2024年のゴールデンウィークはあっという間に残り僅かとなってしまいました。雨が心配されましたがお出かけ日和が続きどこも大盛況。混雑が大の苦手な私は家で昼ご飯を作りながら、とある報道バラエティ番組を何気なく観ていました。画面は外国人観光客のインタビューへ映り変わり伏見稲荷大社の感想を話していました。

「入口の鳥居に大量のインフルエンサーがいたよ。」

先日私も伏見稲荷を歩きましたがインスタやTiktokを生業にしてそうな外国人を数組見かけました。モデル級の美人さんや和服を来た人が自撮りしていたんですよね。インタビューは続きます。なんと彼は大岩神社の画像をカメラの前で示し一番上の言葉を発したんです。驚きました。ついに大岩神社に参拝する外国人観光客が現れたのかと。

『コンビニの上に富士山、地元住民大迷惑』

GW初日に地上波テレビでも取り上げられて黒幕設置で本格的な騒ぎとなりました。富士山コンビニはこれまで日本のメディアで紹介されたことがほとんどなかった日本人の知らない観光地です。大岩神社もそれに近い存在で一般人の多くはまだ認知していません。現在、伏見稲荷大社を始め、平野神社、二条城、嵐山などの超有名観光地に多くの外国人が押し寄せています。定番の観光地では多くの人数が来ても対応可能ですが穴場だとそうはいきません。もし大岩神社が大混雑となれば大きな事故が発生するでしょうね。豚汁が流行したように日本の何がブームになるのか。我々日本人には予想がつきません。あなたが住んでいる家の目の前が突然観光地になることだってありえるのです。

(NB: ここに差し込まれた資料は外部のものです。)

use super::record::{AnalysisRecord, EntityKind, Metrics};
use crate::parsers::common::is_identifier;

/// Pass/fail oracle for records about to be written.
pub trait RecordSchema: Send + Sync {
    fn version(&self) -> &str;

    /// Every rule the record breaks; empty when it conforms.
    fn check(&self, record: &AnalysisRecord) -> Vec<String>;
}

pub const RECORD_SCHEMA_V1: &str = "codebase-mirror/record@1";

/// The record layout written by this crate.
#[derive(Debug, Default, Clone, Copy)]
pub struct BuiltinSchema;

impl RecordSchema for BuiltinSchema {
    fn version(&self) -> &str {
        RECORD_SCHEMA_V1
    }

    fn check(&self, record: &AnalysisRecord) -> Vec<String> {
        let mut violations = Vec::new();

        if record.path.is_empty() {
            violations.push("path is empty".to_string());
        } else if record.path.starts_with('/') || record.path.contains('\\') {
            violations.push(format!("path {:?} is not root-relative", record.path));
        }

        if !record.kind.is_analyzable() {
            violations.push(format!("kind {} never produces a record", record.kind));
        }

        if record.content_hash.len() != 64
            || !record
                .content_hash
                .bytes()
                .all(|b| b.is_ascii_digit() || (b'a'..=b'f').contains(&b))
        {
            violations.push(format!(
                "contentHash {:?} is not 64 lowercase hex characters",
                record.content_hash
            ));
        }

        check_metrics(&record.metrics, &mut violations);

        for (position, entity) in record.entities.iter().enumerate() {
            let at = format!("entity #{position} ({:?} {:?})", entity.kind, entity.name);
            if entity.name.trim().is_empty() {
                violations.push(format!("{at}: empty name"));
            }
            if entity.span.start < 1
                || entity.span.start > entity.span.end
                || entity.span.end > record.loc.max(1)
            {
                violations.push(format!(
                    "{at}: span {}..{} outside 1..{}",
                    entity.span.start, entity.span.end, record.loc
                ));
            }
            match entity.kind {
                EntityKind::Import
                    if entity
                        .target_module
                        .as_deref()
                        .map_or(true, |target| target.trim().is_empty()) =>
                {
                    violations.push(format!("{at}: import without targetModule"));
                }
                EntityKind::Call
                    if !entity.callee_name.as_deref().is_some_and(is_identifier) =>
                {
                    violations.push(format!("{at}: call without an identifier calleeName"));
                }
                EntityKind::NamedEntity
                    if entity
                        .label
                        .as_deref()
                        .map_or(true, |label| label.is_empty()) =>
                {
                    violations.push(format!("{at}: named entity without label"));
                }
                _ => {}
            }
        }

        violations
    }
}

fn check_metrics(metrics: &Metrics, violations: &mut Vec<String>) {
    for (name, value) in [
        ("averageComplexity", metrics.average_complexity),
        ("commentDensity", metrics.comment_density),
    ] {
        if !value.is_finite() || value < 0.0 {
            violations.push(format!("{name} is {value}"));
        }
    }
    if metrics.comment_density > 1.0 {
        violations.push(format!("commentDensity {} exceeds 1", metrics.comment_density));
    }
    if metrics.average_complexity > f64::from(metrics.max_complexity) {
        violations.push(format!(
            "averageComplexity {} exceeds maxComplexity {}",
            metrics.average_complexity, metrics.max_complexity
        ));
    }
    if metrics.max_complexity > metrics.cyclomatic_complexity {
        violations.push(format!(
            "maxComplexity {} exceeds cyclomaticComplexity {}",
            metrics.max_complexity, metrics.cyclomatic_complexity
        ));
    }
}

/// Gate between analysis and serialization.
pub struct Validator {
    schema: Box<dyn RecordSchema>,
}

impl Validator {
    pub fn new(schema: Box<dyn RecordSchema>) -> Self {
        Self { schema }
    }

    pub fn schema_version(&self) -> &str {
        self.schema.version()
    }

    pub fn validate(&self, record: &AnalysisRecord) -> Result<(), Vec<String>> {
        let violations = self.schema.check(record);
        if violations.is_empty() {
            Ok(())
        } else {
            Err(violations)
        }
    }
}

impl Default for Validator {
    fn default() -> Self {
        Self::new(Box::new(BuiltinSchema))
    }
}
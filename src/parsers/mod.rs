pub mod cache;
pub mod common;
pub mod css;
pub mod extract;
pub mod html;
pub mod javascript;
pub mod markdown;
pub mod ner;
pub mod python;
pub mod syntax;
pub mod typescript;
pub mod vue;

use std::collections::HashMap;
use std::sync::Arc;

use crate::core::{AnalysisRecord, FileKind};
use ner::EntityTagger;

/// Decoded text of one file, ready for analysis.
#[derive(Debug, Clone)]
pub struct SourceFile {
    /// Root-relative, `/`-separated.
    pub path: String,
    pub module: String,
    pub content: String,
    pub content_hash: String,
    pub size_bytes: u64,
}

/// Per-language extraction strategy.
///
/// `analyze` must not fail: syntax it cannot trust produces a record with
/// `parse_degraded` set and no entities.
pub trait LanguageAnalyzer: Send + Sync {
    fn analyze(&self, source: &SourceFile) -> AnalysisRecord;
    fn kind(&self) -> FileKind;
}

/// Fixed table of analyzers, one per analyzable [`FileKind`].
pub struct AnalyzerFactory {
    analyzers: HashMap<FileKind, Box<dyn LanguageAnalyzer>>,
}

impl AnalyzerFactory {
    pub fn new(tagger: Arc<dyn EntityTagger>) -> Self {
        let analyzers: Vec<Box<dyn LanguageAnalyzer>> = vec![
            Box::new(python::PythonAnalyzer::new(tagger.clone())),
            Box::new(javascript::JavaScriptAnalyzer::new(tagger.clone())),
            Box::new(javascript::JavaScriptAnalyzer::jsx(tagger.clone())),
            Box::new(typescript::TypeScriptAnalyzer::new(tagger.clone())),
            Box::new(vue::VueAnalyzer::new(tagger.clone())),
            Box::new(html::HtmlAnalyzer::new(tagger.clone())),
            Box::new(css::CssAnalyzer::new(tagger.clone())),
            Box::new(markdown::MarkdownAnalyzer::new(tagger)),
        ];

        Self {
            analyzers: analyzers
                .into_iter()
                .map(|analyzer| (analyzer.kind(), analyzer))
                .collect(),
        }
    }

    pub fn get_analyzer(&self, kind: FileKind) -> Option<&dyn LanguageAnalyzer> {
        self.analyzers.get(&kind).map(|analyzer| analyzer.as_ref())
    }
}

impl Default for AnalyzerFactory {
    fn default() -> Self {
        Self::new(Arc::new(ner::PatternTagger))
    }
}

オーバーツーリズムの新たな問題が明らかになった2024年GWでした。さて今回は石清水八幡宮表参道の石段をひたすら登っていきます。


表参道の石段はこんな感じ。

幅が広く取られていて大変歩きやすくなっています。おそらく現代人向けに改修されたものでしょう。江戸時代以前に作られた石段は幅が狭く急勾配でした。昔の人は健脚で命の価値は今ほどではありませんでした。コストが安く済みますしそれで良かったのでしょうね。ちなみに男山展望台ルートに急勾配の石段が残っています。次回の記事で紹介する予定です。


大正元年と書かれた玉垣


石造りの水道


山中にある神社は日本各地に数多くありますが、石垣も見られる参道はそうないと思います。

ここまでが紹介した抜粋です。